[PATCH] scsi: hptiop: Fix buffer overflow of hba->reqs[]

Vadim Marchenko <jakosvadim@xxxxxxxxx> · Fri, 6 Oct 2023 23:46:53 +0300

Buffer overflow when accessing an hba->reqs[tag]. Since the tag value is read
from the device with readl(), it can be greater than HPTIOP_MAX_REQUESTS,
which is the maximum size of reqs[].
struct hptiop_hba { ... struct hptiop_request reqs[HPTIOP_MAX_REQUESTS]; ... }

For example, if tag is 0x80000101, then in hptiop.c:79 we will pass tag equal
to (tag & ~IOPMU_QUEUE_ADDR_HOST_BIT) = (0x80000101 & 0x7fffffff) = 0x101 = 257
and get a buffer overflow in hptiop_host_request_callback_itl().

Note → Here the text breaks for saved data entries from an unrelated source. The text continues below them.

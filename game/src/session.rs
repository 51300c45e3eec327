//! Network session lifecycle: connect, host/list/join, shutdown and
//! connection-health tracking.
//!
//! ```text
//! Uninitialized --initialize--> Initialized --host--> Hosting
//!                                          \--join--> Joined
//! any --shutdown--> Uninitialized
//! ```

use crate::queue::{InboundMessage, MessageQueue};
use crate::transport::{Connector, SessionInfo, Transport, TransportError};
use log::{debug, error, info, warn};
use shared::config::{
    CLIENT_IDENTIFIER, CONNECTION_TIMEOUT_DISCONNECT_MS, CONNECTION_TIMEOUT_WARNING_MS,
    PROTOCOL_VERSION,
};
use shared::{GameMessage, ProtocolError};
use thiserror::Error;

/// Successful sends between two progress log lines
const SEND_LOG_EVERY: u64 = 100;

#[derive(Debug, Error)]
pub enum SessionError {
    #[error("network already initialized")]
    AlreadyInitialized,
    #[error("network not initialized")]
    NotInitialized,
    #[error("already in session {0}")]
    AlreadyInSession(String),
    #[error("not in a session")]
    NotInSession,
    #[error(transparent)]
    Transport(#[from] TransportError),
    #[error(transparent)]
    Protocol(#[from] ProtocolError),
}

#[derive(Debug, Clone, Copy, PartialEq, Eq)]
pub enum SessionPhase {
    Uninitialized,
    Initialized,
    Hosting,
    Joined,
}

/// Result of one connection-health check
#[derive(Debug, Clone, Copy, PartialEq, Eq)]
pub enum Health {
    Ok,
    /// Silent past the warning threshold; emitted once per silence
    Warning,
    /// Silent past the disconnect threshold; emitted once
    Lost,
}

pub struct NetworkSession {
    connector: Box<dyn Connector>,
    transport: Option<Box<dyn Transport>>,
    queue: MessageQueue,
    phase: SessionPhase,

    session_id: Option<String>,
    my_peer_id: Option<String>,
    host_peer_id: Option<String>,
    available_sessions: Vec<String>,

    last_message_received: u64,
    connection_warning_at: Option<u64>,
    connection_lost: bool,
    sends: u64,
}

impl NetworkSession {
    pub fn new(connector: Box<dyn Connector>) -> Self {
        Self {
            connector,
            transport: None,
            queue: MessageQueue::new(),
            phase: SessionPhase::Uninitialized,
            session_id: None,
            my_peer_id: None,
            host_peer_id: None,
            available_sessions: Vec::new(),
            last_message_received: 0,
            connection_warning_at: None,
            connection_lost: false,
            sends: 0,
        }
    }

    pub fn initialize(&mut self, host: &str, port: u16, now: u64) -> Result<(), SessionError> {
        if self.phase != SessionPhase::Uninitialized {
            return Err(SessionError::AlreadyInitialized);
        }

        let mut transport = self.connector.connect(host, port)?;
        transport.listen(self.queue.callback());

        info!("Network initialized against {}:{}", host, port);
        self.transport = Some(transport);
        self.phase = SessionPhase::Initialized;
        self.last_message_received = now;
        self.connection_warning_at = None;
        self.connection_lost = false;
        Ok(())
    }

    fn ready_transport(&mut self) -> Result<&mut Box<dyn Transport>, SessionError> {
        match self.phase {
            SessionPhase::Uninitialized => return Err(SessionError::NotInitialized),
            SessionPhase::Hosting | SessionPhase::Joined => {
                let id = self.session_id.clone().unwrap_or_default();
                return Err(SessionError::AlreadyInSession(id));
            }
            SessionPhase::Initialized => {}
        }
        self.transport.as_mut().ok_or(SessionError::NotInitialized)
    }

    /// Opens a session with this peer as host and time authority
    pub fn host_session(&mut self, now: u64) -> Result<SessionInfo, SessionError> {
        let info = self.ready_transport()?.host()?;

        info!(
            "Hosting session {} as {}",
            info.session_id, info.peer_id
        );
        self.session_id = Some(info.session_id.clone());
        self.my_peer_id = Some(info.peer_id.clone());
        self.host_peer_id = Some(info.peer_id.clone());
        self.queue.track_host(None);
        self.phase = SessionPhase::Hosting;
        self.last_message_received = now;
        Ok(info)
    }

    /// Refreshes the cached session directory
    pub fn list_sessions(&mut self) -> Result<&[String], SessionError> {
        let transport = self.transport.as_mut().ok_or(SessionError::NotInitialized)?;
        let sessions = transport.list()?;

        if sessions.is_empty() {
            info!("No public sessions available");
        } else {
            info!("{} session(s) available", sessions.len());
        }
        self.available_sessions = sessions;
        Ok(&self.available_sessions)
    }

    /// Joins as a client. The own slot is assigned later by the host's roster.
    pub fn join_session(
        &mut self,
        session_id: &str,
        name: &str,
        now: u64,
    ) -> Result<SessionInfo, SessionError> {
        let payload = serde_json::json!({
            "name": name,
            "client": CLIENT_IDENTIFIER,
            "version": PROTOCOL_VERSION,
        })
        .to_string();

        let info = self.ready_transport()?.join(session_id, &payload)?;
        if info.host_peer_id.is_empty() || info.host_peer_id == info.peer_id {
            return Err(TransportError::UnexpectedReply("join").into());
        }

        // Only the relay names the host; game messages never change it
        info!(
            "Joined session {} as {}, hosted by {}",
            info.session_id, info.peer_id, info.host_peer_id
        );
        self.session_id = Some(info.session_id.clone());
        self.my_peer_id = Some(info.peer_id.clone());
        self.host_peer_id = Some(info.host_peer_id.clone());
        self.queue.track_host(Some(info.host_peer_id.clone()));
        self.phase = SessionPhase::Joined;
        self.last_message_received = now;
        self.connection_warning_at = None;
        self.connection_lost = false;
        Ok(info)
    }

    /// Tears down the transport and forgets all session state. Idempotent.
    pub fn shutdown(&mut self) {
        if let Some(mut transport) = self.transport.take() {
            transport.destroy();
            info!("Network shut down");
        }

        self.queue.clear();
        self.phase = SessionPhase::Uninitialized;
        self.session_id = None;
        self.my_peer_id = None;
        self.host_peer_id = None;
        self.available_sessions.clear();
        self.connection_warning_at = None;
        self.connection_lost = false;
        self.sends = 0;
    }

    /// Sends a typed message to every other member of the session
    pub fn send(&mut self, message: &GameMessage) -> Result<(), SessionError> {
        if !self.is_in_session() {
            return Err(SessionError::NotInSession);
        }
        let payload = message.encode()?;
        let transport = self.transport.as_mut().ok_or(SessionError::NotInitialized)?;
        transport.send_game_message(&payload)?;

        self.sends += 1;
        if self.sends % SEND_LOG_EVERY == 0 {
            debug!("Sent {} game messages", self.sends);
        }
        Ok(())
    }

    /// Sends and logs failures; for fire-and-forget broadcasts
    pub fn broadcast(&mut self, message: &GameMessage) {
        if let Err(e) = self.send(message) {
            warn!("Failed to send {}: {}", message.kind(), e);
        }
    }

    pub fn drain(&self) -> Vec<InboundMessage> {
        self.queue.drain()
    }

    pub fn record_activity(&mut self, now: u64) {
        self.last_message_received = now;
        if self.connection_warning_at.take().is_some() {
            info!("Connection recovered");
        }
    }

    /// Checks time since the last inbound message. Only members are
    /// monitored; a host waiting alone is never timed out.
    pub fn check_health(&mut self, now: u64) -> Health {
        if self.phase != SessionPhase::Joined || self.connection_lost {
            return Health::Ok;
        }

        let silent = now.saturating_sub(self.last_message_received);
        if silent >= CONNECTION_TIMEOUT_DISCONNECT_MS {
            error!("No messages for {} ms, connection lost", silent);
            self.connection_lost = true;
            return Health::Lost;
        }

        if silent >= CONNECTION_TIMEOUT_WARNING_MS && self.connection_warning_at.is_none() {
            warn!("No messages for {} ms", silent);
            self.connection_warning_at = Some(now);
            return Health::Warning;
        }

        Health::Ok
    }

    pub fn phase(&self) -> SessionPhase {
        self.phase
    }

    pub fn is_initialized(&self) -> bool {
        self.phase != SessionPhase::Uninitialized
    }

    pub fn is_host(&self) -> bool {
        self.phase == SessionPhase::Hosting
    }

    pub fn is_client(&self) -> bool {
        self.phase == SessionPhase::Joined
    }

    pub fn is_in_session(&self) -> bool {
        matches!(self.phase, SessionPhase::Hosting | SessionPhase::Joined)
    }

    pub fn is_connection_lost(&self) -> bool {
        self.connection_lost
    }

    pub fn session_id(&self) -> Option<&str> {
        self.session_id.as_deref()
    }

    pub fn my_peer_id(&self) -> Option<&str> {
        self.my_peer_id.as_deref()
    }

    pub fn host_peer_id(&self) -> Option<&str> {
        self.host_peer_id.as_deref()
    }

    pub fn available_sessions(&self) -> &[String] {
        &self.available_sessions
    }

    pub fn queue(&self) -> &MessageQueue {
        &self.queue
    }
}

impl Drop for NetworkSession {
    fn drop(&mut self) {
        self.shutdown();
    }
}

#[cfg(test)]
mod tests {
    use super::*;
    use crate::loopback::LoopbackHub;
    use crate::queue::MessageKind;

    fn session(hub: &LoopbackHub) -> NetworkSession {
        NetworkSession::new(Box::new(hub.connector()))
    }

    #[test]
    fn test_initialize_twice_fails() {
        let hub = LoopbackHub::new();
        let mut net = session(&hub);
        net.initialize("127.0.0.1", 9001, 0).unwrap();
        assert!(matches!(
            net.initialize("127.0.0.1", 9001, 0),
            Err(SessionError::AlreadyInitialized)
        ));
    }

    #[test]
    fn test_host_requires_initialize() {
        let hub = LoopbackHub::new();
        let mut net = session(&hub);
        assert!(matches!(net.host_session(0), Err(SessionError::NotInitialized)));
        assert_eq!(net.phase(), SessionPhase::Uninitialized);
    }

    #[test]
    fn test_host_and_join() {
        let hub = LoopbackHub::new();
        let mut host = session(&hub);
        let mut client = session(&hub);
        host.initialize("h", 1, 0).unwrap();
        client.initialize("h", 1, 0).unwrap();

        let hosted = host.host_session(0).unwrap();
        assert!(host.is_host());
        assert_eq!(host.host_peer_id(), Some(hosted.peer_id.as_str()));

        let listed = client.list_sessions().unwrap().to_vec();
        assert_eq!(listed, vec![hosted.session_id.clone()]);

        client.join_session(&hosted.session_id, "tester", 0).unwrap();
        assert!(client.is_client());
        assert_eq!(client.host_peer_id(), Some(hosted.peer_id.as_str()));
        assert!(matches!(
            client.host_session(0),
            Err(SessionError::AlreadyInSession(_))
        ));

        let joined = host.drain();
        assert_eq!(joined.len(), 1);
        assert_eq!(joined[0].kind, MessageKind::PlayerJoined);
        let payload: serde_json::Value =
            serde_json::from_str(joined[0].payload.as_deref().unwrap()).unwrap();
        assert_eq!(payload["name"], "tester");
        assert_eq!(payload["client"], CLIENT_IDENTIFIER);
        assert_eq!(payload["version"], PROTOCOL_VERSION);
    }

    #[test]
    fn test_join_rejected_keeps_state() {
        let hub = LoopbackHub::new();
        let mut client = session(&hub);
        client.initialize("h", 1, 0).unwrap();

        assert!(client.join_session("NOPE", "x", 0).is_err());
        assert_eq!(client.phase(), SessionPhase::Initialized);
        assert_eq!(client.session_id(), None);
    }

    #[test]
    fn test_shutdown_idempotent() {
        let hub = LoopbackHub::new();
        let mut host = session(&hub);
        host.initialize("h", 1, 0).unwrap();
        host.host_session(0).unwrap();

        host.shutdown();
        host.shutdown();
        assert_eq!(host.phase(), SessionPhase::Uninitialized);
        assert_eq!(host.session_id(), None);
        assert_eq!(hub.session_count(), 0);
        assert!(matches!(
            host.send(&GameMessage::PlayerInput {
                direction: shared::Direction::Up
            }),
            Err(SessionError::NotInSession)
        ));
    }

    #[test]
    fn test_health_warning_then_lost() {
        let hub = LoopbackHub::new();
        let mut host = session(&hub);
        let mut client = session(&hub);
        host.initialize("h", 1, 0).unwrap();
        client.initialize("h", 1, 0).unwrap();
        let id = host.host_session(0).unwrap().session_id;
        client.join_session(&id, "c", 1_000).unwrap();

        assert_eq!(client.check_health(2_000), Health::Ok);
        let warn_at = 1_000 + CONNECTION_TIMEOUT_WARNING_MS;
        assert_eq!(client.check_health(warn_at), Health::Warning);
        assert_eq!(client.check_health(warn_at + 1), Health::Ok);

        client.record_activity(warn_at + 2);
        assert_eq!(client.check_health(warn_at + 3), Health::Ok);

        let lost_at = warn_at + 2 + CONNECTION_TIMEOUT_DISCONNECT_MS;
        assert_eq!(client.check_health(lost_at), Health::Lost);
        assert!(client.is_connection_lost());
        assert_eq!(client.check_health(lost_at + 1), Health::Ok);

        // Hosts are not monitored
        assert_eq!(host.check_health(lost_at * 2), Health::Ok);
    }

    #[test]
    fn test_host_tracking_marks_host_departure() {
        let hub = LoopbackHub::new();
        let mut host = session(&hub);
        let mut client = session(&hub);
        host.initialize("h", 1, 0).unwrap();
        client.initialize("h", 1, 0).unwrap();
        let hosted = host.host_session(0).unwrap();
        client.join_session(&hosted.session_id, "c", 0).unwrap();
        assert_eq!(client.queue().tracked_host(), Some(hosted.peer_id.clone()));

        host.shutdown();

        let messages = client.drain();
        assert_eq!(messages.len(), 1);
        assert_eq!(messages[0].kind, MessageKind::HostDisconnected);
    }
}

To fix it, we need to get the last 8 bits of the tag before accessing the
hba->reqs[tag]. We can do this by calculating bitwise and of tag with macros
IOPMU_QUEUE_REQUEST_INDEX_BITS which is equal to 0xff.
By the way, array access that prevents overflow was in commit 286aa031664b
("[SCSI] hptiop: Support HighPoint RR4520/RR4522 HBA") in function
hptiop_request_callback_mvfrey(), and this fix extends it to all other cases.

Found by Linux Verification Center (linuxtesting.org) with KLEVER.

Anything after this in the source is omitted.